Everett znów się przed nami otwiera, tym razem kończąc trylogię płyt mających ścisły związek z ciężkimi chwilami związanymi z rozstaniem z żoną. "Tomorrow Morning" dokumentuje ostatni etap tego wydarzenia, moment, w którym artysta zaczyna wracać do sił.
Ponownie mamy do czynienia z bystrymi obserwacjami podanymi w komediowej formie, jaką znaliśmy sprzed mrocznego okresu w życiu E. Jak brzmi on po ponownym odkryciu radości życia? Nieco jak Beck na albumie "Guero". "Tomorrow Morning" jest klasycznie sarkastyczne i sardoniczne, a dźwięki niosą ze sobą posmak męskiej dumy.

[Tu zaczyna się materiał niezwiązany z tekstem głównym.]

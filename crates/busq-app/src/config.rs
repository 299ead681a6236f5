//! Configuration management for busq
//!
//! Config stored at: ~/.config/busq/config.json

use std::path::{Path, PathBuf};

use busq_domain::service::ScheduleSettings;
use busq_types::{ConfigError, OutputFormat, Result};
use serde::{Deserialize, Serialize};

const APP_DIR: &str = "busq";

/// Upper bound for leg travel time and layover, one day
const MAX_LEG_MINUTES: i64 = 24 * 60;

/// Upper bound for the watch refresh interval, one day
pub const MAX_REFRESH_SECS: u64 = 24 * 60 * 60;

/// Application configuration
#[derive(Debug, Clone, PartialEq, Serialize, Deserialize)]
pub struct Config {
    /// Directory holding the reservation store (storage.json)
    #[serde(default)]
    pub store_dir: Option<PathBuf>,

    /// Default output format (json, table)
    #[serde(default = "default_output_format")]
    pub output_format: OutputFormat,

    /// Seconds between status refreshes in watch mode
    #[serde(default = "default_refresh_interval")]
    pub refresh_interval_secs: u64,

    /// Travel time of one leg in minutes
    #[serde(default = "default_travel_duration")]
    pub travel_duration_mins: i64,

    /// Minutes parked at Cebu City before the return leg
    #[serde(default = "default_layover")]
    pub layover_mins: i64,

    /// Generate return legs
    #[serde(default = "default_true")]
    pub round_trip: bool,

    /// TOML file replacing the built-in fleet
    #[serde(default)]
    pub fleet_file: Option<PathBuf>,

    /// TOML file replacing the built-in fare table
    #[serde(default)]
    pub fare_table_file: Option<PathBuf>,
}

fn default_output_format() -> OutputFormat {
    OutputFormat::Table
}

fn default_refresh_interval() -> u64 {
    30
}

fn default_travel_duration() -> i64 {
    240
}

fn default_layover() -> i64 {
    60
}

fn default_true() -> bool {
    true
}

impl Default for Config {
    fn default() -> Self {
        Self {
            store_dir: None,
            output_format: default_output_format(),
            refresh_interval_secs: default_refresh_interval(),
            travel_duration_mins: default_travel_duration(),
            layover_mins: default_layover(),
            round_trip: true,
            fleet_file: None,
            fare_table_file: None,
        }
    }
}

impl Config {
    /// Get the config directory path
    pub fn config_dir() -> Result<PathBuf> {
        let config_dir = dirs::config_dir()
            .ok_or(ConfigError::NotFound)?
            .join(APP_DIR);
        Ok(config_dir)
    }

    /// Get the config file path
    pub fn config_path() -> Result<PathBuf> {
        Ok(Self::config_dir()?.join("config.json"))
    }

    /// Get the reservation store directory
    pub fn store_dir(&self) -> Result<PathBuf> {
        if let Some(ref dir) = self.store_dir {
            return Ok(dir.clone());
        }

        let data_dir = dirs::data_dir()
            .ok_or(ConfigError::NotFound)?
            .join(APP_DIR);
        Ok(data_dir)
    }

    pub fn schedule_settings(&self) -> ScheduleSettings {
        ScheduleSettings {
            travel_duration_mins: self.travel_duration_mins,
            layover_mins: self.layover_mins,
            round_trip: self.round_trip,
        }
    }

    /// Check values the schedule and watch loop depend on
    pub fn validate(&self) -> Result<()> {
        if !(1..=MAX_LEG_MINUTES).contains(&self.travel_duration_mins) {
            return Err(ConfigError::ParseError(format!(
                "travel_duration_mins must be between 1 and {}, got {}",
                MAX_LEG_MINUTES, self.travel_duration_mins
            ))
            .into());
        }
        if !(0..=MAX_LEG_MINUTES).contains(&self.layover_mins) {
            return Err(ConfigError::ParseError(format!(
                "layover_mins must be between 0 and {}, got {}",
                MAX_LEG_MINUTES, self.layover_mins
            ))
            .into());
        }
        if !(1..=MAX_REFRESH_SECS).contains(&self.refresh_interval_secs) {
            return Err(ConfigError::ParseError(format!(
                "refresh_interval_secs must be between 1 and {}, got {}",
                MAX_REFRESH_SECS, self.refresh_interval_secs
            ))
            .into());
        }
        Ok(())
    }

    /// Load config from file, or create default
    pub fn load() -> Result<Self> {
        Self::load_from(&Self::config_path()?)
    }

    pub fn load_from(path: &Path) -> Result<Self> {
        if path.exists() {
            let content = std::fs::read_to_string(path)?;
            let config: Config = serde_json::from_str(&content)?;
            config.validate()?;
            Ok(config)
        } else {
            Ok(Config::default())
        }
    }

    /// Save config to file
    pub fn save(&self) -> Result<()> {
        self.save_to(&Self::config_path()?)
    }

    pub fn save_to(&self, path: &Path) -> Result<()> {
        self.validate()?;

        if let Some(parent) = path.parent() {
            std::fs::create_dir_all(parent)
                .map_err(|e| ConfigError::SaveError(format!("{}: {}", parent.display(), e)))?;
        }

        let content = serde_json::to_string_pretty(self)?;
        std::fs::write(path, content)
            .map_err(|e| ConfigError::SaveError(format!("{}: {}", path.display(), e)))?;
        Ok(())
    }
}

fn display_path(path: &Option<PathBuf>) -> String {
    path.as_ref()
        .map(|p| p.display().to_string())
        .unwrap_or_else(|| "(built-in)".to_string())
}

impl std::fmt::Display for Config {
    fn fmt(&self, f: &mut std::fmt::Formatter<'_>) -> std::fmt::Result {
        writeln!(f, "Busq Configuration")?;
        writeln!(f, "==================")?;
        writeln!(f)?;
        writeln!(
            f,
            "Store dir:        {}",
            self.store_dir()
                .map(|p| p.display().to_string())
                .unwrap_or_else(|_| "(error)".to_string())
        )?;
        writeln!(f, "Output format:    {}", self.output_format)?;
        writeln!(f, "Refresh interval: {}s", self.refresh_interval_secs)?;
        writeln!(f, "Travel duration:  {} min", self.travel_duration_mins)?;
        writeln!(f, "Layover:          {} min", self.layover_mins)?;
        writeln!(f, "Round trip:       {}", self.round_trip)?;
        writeln!(f, "Fleet file:       {}", display_path(&self.fleet_file))?;
        writeln!(f, "Fare table file:  {}", display_path(&self.fare_table_file))?;

        if let Ok(path) = Self::config_path() {
            writeln!(f)?;
            writeln!(f, "Config file:      {}", path.display())?;
        }

        Ok(())
    }
}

Mark wraz z odzyskaniem pewności siebie zapomniał o ograniczeniach muzycznych i na nowym krążku nie krępuje się, serwując nam raz electropunk, a w kolejnej chwili gospel inspirowany latami 60. Na pewno nie są to największe jego dokonania z przełomu wieków, ale zdecydowanie równy materiał, któremu szansę powinny dać przede wszystkim osoby zawiedzione ostatnimi dwoma krążkami, które, choć nie były złe, dla wielu fanów Amerykanina mogły wydawać się przesadnie apokaliptyczne.